Only one stretch of the data below is wanted: the lines from the one with "job.apply_defaults(&config(), now());" through the one with "job.basic.po_number = None;", repeated exactly.

Dataset items
----------------------------------------

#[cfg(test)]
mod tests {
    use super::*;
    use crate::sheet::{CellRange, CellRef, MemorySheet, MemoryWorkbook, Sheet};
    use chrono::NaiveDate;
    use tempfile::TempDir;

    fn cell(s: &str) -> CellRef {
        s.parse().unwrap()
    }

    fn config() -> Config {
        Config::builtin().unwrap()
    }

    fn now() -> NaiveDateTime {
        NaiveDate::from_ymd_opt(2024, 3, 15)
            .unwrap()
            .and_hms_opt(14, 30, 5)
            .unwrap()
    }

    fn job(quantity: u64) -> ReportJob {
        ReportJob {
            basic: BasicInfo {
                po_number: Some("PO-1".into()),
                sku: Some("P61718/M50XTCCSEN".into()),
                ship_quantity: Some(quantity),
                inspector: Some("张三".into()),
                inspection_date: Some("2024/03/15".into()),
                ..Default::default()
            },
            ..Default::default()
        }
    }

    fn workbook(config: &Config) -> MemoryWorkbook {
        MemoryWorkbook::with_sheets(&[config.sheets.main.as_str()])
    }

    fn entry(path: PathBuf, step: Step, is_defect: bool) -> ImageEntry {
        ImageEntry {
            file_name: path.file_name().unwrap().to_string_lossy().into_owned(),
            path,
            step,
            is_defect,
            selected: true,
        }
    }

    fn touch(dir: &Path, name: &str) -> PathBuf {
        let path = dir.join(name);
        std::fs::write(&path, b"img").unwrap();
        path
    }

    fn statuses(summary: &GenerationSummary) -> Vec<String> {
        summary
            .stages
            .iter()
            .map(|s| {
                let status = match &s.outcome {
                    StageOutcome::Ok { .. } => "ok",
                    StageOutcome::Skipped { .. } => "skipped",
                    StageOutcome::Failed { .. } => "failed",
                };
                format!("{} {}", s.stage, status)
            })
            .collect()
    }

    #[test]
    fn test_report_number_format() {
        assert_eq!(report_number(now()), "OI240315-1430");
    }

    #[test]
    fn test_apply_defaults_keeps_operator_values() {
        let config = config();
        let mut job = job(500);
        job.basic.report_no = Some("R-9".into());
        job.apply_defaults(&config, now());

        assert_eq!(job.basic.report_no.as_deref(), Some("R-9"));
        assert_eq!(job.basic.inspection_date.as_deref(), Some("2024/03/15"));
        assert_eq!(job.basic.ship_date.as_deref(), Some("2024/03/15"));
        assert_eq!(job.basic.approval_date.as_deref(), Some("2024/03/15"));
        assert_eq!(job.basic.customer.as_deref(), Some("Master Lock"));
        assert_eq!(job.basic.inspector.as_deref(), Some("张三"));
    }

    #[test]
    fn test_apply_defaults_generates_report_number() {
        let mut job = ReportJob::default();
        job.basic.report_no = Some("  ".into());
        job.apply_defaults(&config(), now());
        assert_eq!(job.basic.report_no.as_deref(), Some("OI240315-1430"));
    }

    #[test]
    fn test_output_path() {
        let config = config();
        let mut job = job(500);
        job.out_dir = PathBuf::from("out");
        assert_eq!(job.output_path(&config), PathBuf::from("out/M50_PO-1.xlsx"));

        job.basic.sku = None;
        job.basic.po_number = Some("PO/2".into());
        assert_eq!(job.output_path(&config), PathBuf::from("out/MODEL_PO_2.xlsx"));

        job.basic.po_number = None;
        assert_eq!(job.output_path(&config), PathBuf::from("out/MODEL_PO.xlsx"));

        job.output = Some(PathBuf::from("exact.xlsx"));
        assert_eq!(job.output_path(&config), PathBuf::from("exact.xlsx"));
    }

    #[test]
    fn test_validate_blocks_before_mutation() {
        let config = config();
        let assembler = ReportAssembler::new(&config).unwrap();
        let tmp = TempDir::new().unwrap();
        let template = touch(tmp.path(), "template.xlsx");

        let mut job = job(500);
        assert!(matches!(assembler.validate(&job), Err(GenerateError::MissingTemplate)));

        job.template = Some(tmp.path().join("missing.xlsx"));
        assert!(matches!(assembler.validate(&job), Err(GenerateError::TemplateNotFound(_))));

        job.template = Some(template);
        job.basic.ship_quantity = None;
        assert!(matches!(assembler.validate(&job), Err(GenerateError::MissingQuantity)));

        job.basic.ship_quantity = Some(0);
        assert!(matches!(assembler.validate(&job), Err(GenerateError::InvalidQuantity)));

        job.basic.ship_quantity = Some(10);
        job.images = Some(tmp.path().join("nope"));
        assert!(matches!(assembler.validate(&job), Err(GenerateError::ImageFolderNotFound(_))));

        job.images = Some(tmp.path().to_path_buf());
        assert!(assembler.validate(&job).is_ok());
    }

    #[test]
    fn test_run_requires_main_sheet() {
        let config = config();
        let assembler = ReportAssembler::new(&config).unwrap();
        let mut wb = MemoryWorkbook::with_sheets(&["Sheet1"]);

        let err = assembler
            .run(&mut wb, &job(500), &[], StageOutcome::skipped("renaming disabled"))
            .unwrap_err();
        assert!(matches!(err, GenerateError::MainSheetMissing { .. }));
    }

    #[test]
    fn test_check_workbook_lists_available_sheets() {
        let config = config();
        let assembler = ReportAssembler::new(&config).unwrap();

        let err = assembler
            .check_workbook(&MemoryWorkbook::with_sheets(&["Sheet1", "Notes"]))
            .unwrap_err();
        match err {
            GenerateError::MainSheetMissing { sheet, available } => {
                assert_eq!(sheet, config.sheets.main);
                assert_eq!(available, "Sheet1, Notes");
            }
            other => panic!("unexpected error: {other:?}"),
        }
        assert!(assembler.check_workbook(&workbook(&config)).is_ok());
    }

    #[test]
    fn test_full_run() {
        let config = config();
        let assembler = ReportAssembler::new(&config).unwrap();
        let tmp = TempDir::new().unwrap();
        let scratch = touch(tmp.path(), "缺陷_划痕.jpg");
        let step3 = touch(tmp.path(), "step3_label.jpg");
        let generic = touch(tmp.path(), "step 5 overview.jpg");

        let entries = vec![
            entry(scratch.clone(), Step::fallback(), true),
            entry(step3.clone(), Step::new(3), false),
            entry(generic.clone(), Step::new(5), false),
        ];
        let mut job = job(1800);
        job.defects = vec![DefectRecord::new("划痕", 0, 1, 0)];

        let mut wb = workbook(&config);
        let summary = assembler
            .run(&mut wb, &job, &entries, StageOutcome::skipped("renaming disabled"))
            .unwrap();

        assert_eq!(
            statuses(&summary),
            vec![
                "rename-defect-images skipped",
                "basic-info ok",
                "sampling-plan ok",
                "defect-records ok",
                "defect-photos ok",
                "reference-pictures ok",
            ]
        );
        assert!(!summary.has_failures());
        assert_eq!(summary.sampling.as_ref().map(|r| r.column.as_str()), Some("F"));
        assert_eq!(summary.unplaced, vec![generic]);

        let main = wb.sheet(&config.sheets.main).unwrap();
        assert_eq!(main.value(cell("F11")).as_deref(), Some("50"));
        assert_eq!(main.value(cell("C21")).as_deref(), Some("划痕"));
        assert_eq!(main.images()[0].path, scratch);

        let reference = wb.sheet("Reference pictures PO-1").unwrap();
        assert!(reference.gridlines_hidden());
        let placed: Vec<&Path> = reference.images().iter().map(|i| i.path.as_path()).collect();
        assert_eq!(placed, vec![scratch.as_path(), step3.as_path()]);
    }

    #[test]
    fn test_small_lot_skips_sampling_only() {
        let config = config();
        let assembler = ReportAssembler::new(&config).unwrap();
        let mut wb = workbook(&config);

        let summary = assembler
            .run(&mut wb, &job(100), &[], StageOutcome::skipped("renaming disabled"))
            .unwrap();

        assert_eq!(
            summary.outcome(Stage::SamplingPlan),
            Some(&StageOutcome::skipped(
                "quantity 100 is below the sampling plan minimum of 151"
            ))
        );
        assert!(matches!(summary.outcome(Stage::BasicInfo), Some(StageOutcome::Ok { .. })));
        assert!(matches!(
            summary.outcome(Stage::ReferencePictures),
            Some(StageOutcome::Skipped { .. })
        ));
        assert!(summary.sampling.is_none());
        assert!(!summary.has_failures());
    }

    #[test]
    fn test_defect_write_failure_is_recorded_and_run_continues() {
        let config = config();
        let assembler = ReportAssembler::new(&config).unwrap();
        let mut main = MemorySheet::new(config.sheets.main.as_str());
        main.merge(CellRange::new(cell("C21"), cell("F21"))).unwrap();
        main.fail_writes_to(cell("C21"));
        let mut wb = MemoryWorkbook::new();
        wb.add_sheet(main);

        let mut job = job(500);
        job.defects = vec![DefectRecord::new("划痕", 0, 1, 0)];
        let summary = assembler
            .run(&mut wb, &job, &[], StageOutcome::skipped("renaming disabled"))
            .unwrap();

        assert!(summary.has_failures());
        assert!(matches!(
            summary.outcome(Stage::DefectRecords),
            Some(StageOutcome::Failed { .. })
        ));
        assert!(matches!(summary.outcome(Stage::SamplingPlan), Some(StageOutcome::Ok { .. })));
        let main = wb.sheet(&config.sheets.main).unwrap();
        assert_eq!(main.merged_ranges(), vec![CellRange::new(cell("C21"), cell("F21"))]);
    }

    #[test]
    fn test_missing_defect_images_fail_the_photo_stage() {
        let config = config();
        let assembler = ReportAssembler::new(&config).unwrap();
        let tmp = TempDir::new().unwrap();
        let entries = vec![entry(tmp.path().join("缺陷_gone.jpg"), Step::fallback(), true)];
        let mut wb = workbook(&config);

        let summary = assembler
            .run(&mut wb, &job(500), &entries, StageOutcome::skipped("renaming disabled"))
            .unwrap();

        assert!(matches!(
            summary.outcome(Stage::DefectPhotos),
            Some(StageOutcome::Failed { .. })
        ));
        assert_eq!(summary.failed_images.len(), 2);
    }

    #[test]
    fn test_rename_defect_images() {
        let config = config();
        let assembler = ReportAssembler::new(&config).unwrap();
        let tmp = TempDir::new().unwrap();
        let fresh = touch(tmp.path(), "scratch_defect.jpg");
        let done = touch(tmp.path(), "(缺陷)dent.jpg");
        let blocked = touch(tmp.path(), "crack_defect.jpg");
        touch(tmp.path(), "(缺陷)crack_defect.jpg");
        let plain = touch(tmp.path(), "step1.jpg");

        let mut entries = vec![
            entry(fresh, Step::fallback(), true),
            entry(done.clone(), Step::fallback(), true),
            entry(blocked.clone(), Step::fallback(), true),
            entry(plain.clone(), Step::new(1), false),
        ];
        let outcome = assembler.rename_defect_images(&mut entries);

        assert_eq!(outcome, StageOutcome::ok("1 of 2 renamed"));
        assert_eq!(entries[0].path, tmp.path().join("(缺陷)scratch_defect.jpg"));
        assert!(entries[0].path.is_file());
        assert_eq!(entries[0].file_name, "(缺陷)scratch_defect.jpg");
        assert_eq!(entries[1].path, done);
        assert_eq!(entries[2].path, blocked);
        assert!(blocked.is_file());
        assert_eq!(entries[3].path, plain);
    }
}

----------------------------------------

● **RESULT OF THIS TASK**:
        job.apply_defaults(&config(), now());
        assert_eq!(job.basic.report_no.as_deref(), Some("OI240315-1430"));
    }

    #[test]
    fn test_output_path() {
        let config = config();
        let mut job = job(500);
        job.out_dir = PathBuf::from("out");
        assert_eq!(job.output_path(&config), PathBuf::from("out/M50_PO-1.xlsx"));

        job.basic.sku = None;
        job.basic.po_number = Some("PO/2".into());
        assert_eq!(job.output_path(&config), PathBuf::from("out/MODEL_PO_2.xlsx"));

        job.basic.po_number = None;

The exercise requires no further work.